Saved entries
- - -

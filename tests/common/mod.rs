// SPDX-License-Identifier: MIT
// Copyright 2026 Roland Dreier <roland@rolandd.dev>

use account_session::services::AccountApiClient;
use account_session::store::{MemoryStorage, PersistentStore};
use account_session::AccountSession;
use axum::{extract::State, http::StatusCode, routing::post, Json, Router};
use chrono::NaiveDate;
use serde_json::{json, Value};
use std::collections::HashMap;
use std::sync::{Arc, Mutex};

/// Known test account.
#[allow(dead_code)]
pub const EMAIL: &str = "alice@example.com";
#[allow(dead_code)]
pub const PASSWORD: &str = "correct horse";

/// In-memory stand-in for the account API.
#[derive(Default)]
pub struct FakeAccounts {
    accounts: Mutex<HashMap<String, (String, Value)>>,
    requests: Mutex<Vec<(&'static str, Value)>>,
}

impl FakeAccounts {
    /// Endpoint and body of every request received so far.
    #[allow(dead_code)]
    pub fn requests(&self) -> Vec<(&'static str, Value)> {
        self.requests.lock().unwrap().clone()
    }
}

async fn login(State(state): State<Arc<FakeAccounts>>, Json(body): Json<Value>) -> Json<Value> {
    state
        .requests
        .lock()
        .unwrap()
        .push(("/api/users/login", body.clone()));
    let email = body["email"].as_str().unwrap_or_default();
    let password = body["password"].as_str().unwrap_or_default();

    let accounts = state.accounts.lock().unwrap();
    match accounts.get(email) {
        Some((stored, user)) if stored == password => {
            Json(json!({"success": true, "user": user}))
        }
        _ => Json(json!({"success": false, "message": "Identifiants invalides"})),
    }
}

async fn register(
    State(state): State<Arc<FakeAccounts>>,
    Json(body): Json<Value>,
) -> (StatusCode, Json<Value>) {
    state
        .requests
        .lock()
        .unwrap()
        .push(("/api/users/register", body.clone()));
    let email = body["email"].as_str().unwrap_or_default().to_string();
    let password = body["password"].as_str().unwrap_or_default().to_string();

    let mut accounts = state.accounts.lock().unwrap();
    if accounts.contains_key(&email) {
        return (
            StatusCode::CONFLICT,
            Json(json!({"success": false, "message": "Email déjà utilisé"})),
        );
    }

    let user = json!({
        "id": accounts.len() + 1,
        "email": email,
        "tokens": 100,
        "subscription": "Free",
        "history": [],
        "createdAt": "2026-10-16T08:00:00Z"
    });
    accounts.insert(email, (password, user.clone()));
    (StatusCode::CREATED, Json(json!({"success": true, "user": user})))
}

/// Serve `app` on an ephemeral local port and return its base URL.
pub async fn serve(app: Router) -> String {
    let listener = tokio::net::TcpListener::bind("127.0.0.1:0")
        .await
        .expect("Failed to bind test listener");
    let addr = listener.local_addr().expect("No local address");
    tokio::spawn(async move {
        axum::serve(listener, app).await.expect("Test server failed");
    });
    format!("http://{}", addr)
}

/// Start the fake account API with [`EMAIL`]/[`PASSWORD`] already registered.
#[allow(dead_code)]
pub async fn spawn_accounts_api() -> (String, Arc<FakeAccounts>) {
    let state = Arc::new(FakeAccounts::default());
    state.accounts.lock().unwrap().insert(
        EMAIL.to_string(),
        (
            PASSWORD.to_string(),
            json!({
                "id": "u-1",
                "email": EMAIL,
                "tokens": 100,
                "subscription": "Free",
                "history": [{"date": "2026-10-01", "action": "Inscription"}]
            }),
        ),
    );

    let app = Router::new()
        .route("/api/users/login", post(login))
        .route("/api/users/register", post(register))
        .with_state(state.clone());
    (serve(app).await, state)
}

/// Start an API that answers both endpoints with a fixed status and body.
#[allow(dead_code)]
pub async fn spawn_fixed_api(status: StatusCode, body: &'static str) -> String {
    let respond = move || async move { (status, body) };
    let app = Router::new()
        .route("/api/users/login", post(respond))
        .route("/api/users/register", post(respond));
    serve(app).await
}

/// Base URL where nothing is listening.
#[allow(dead_code)]
pub async fn dead_api() -> String {
    let listener = tokio::net::TcpListener::bind("127.0.0.1:0").await.unwrap();
    let addr = listener.local_addr().unwrap();
    drop(listener);
    format!("http://{}", addr)
}

#[allow(dead_code)]
pub fn fixed_day() -> NaiveDate {
    NaiveDate::from_ymd_opt(2026, 10, 16).unwrap()
}

/// Session against `base_url` backed by `storage`, dated [`fixed_day`].
#[allow(dead_code)]
pub fn session(base_url: &str, storage: &MemoryStorage) -> AccountSession {
    AccountSession::new(
        AccountApiClient::new(base_url).expect("Failed to build API client"),
        PersistentStore::new(storage.clone()),
        "user",
    )
    .with_clock(fixed_day)
}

- - -

TASK REQUIREMENTS:
Say how many lines above include "AccountApiClient", please, and nothing else.

COMPLETED EXERCISE:
2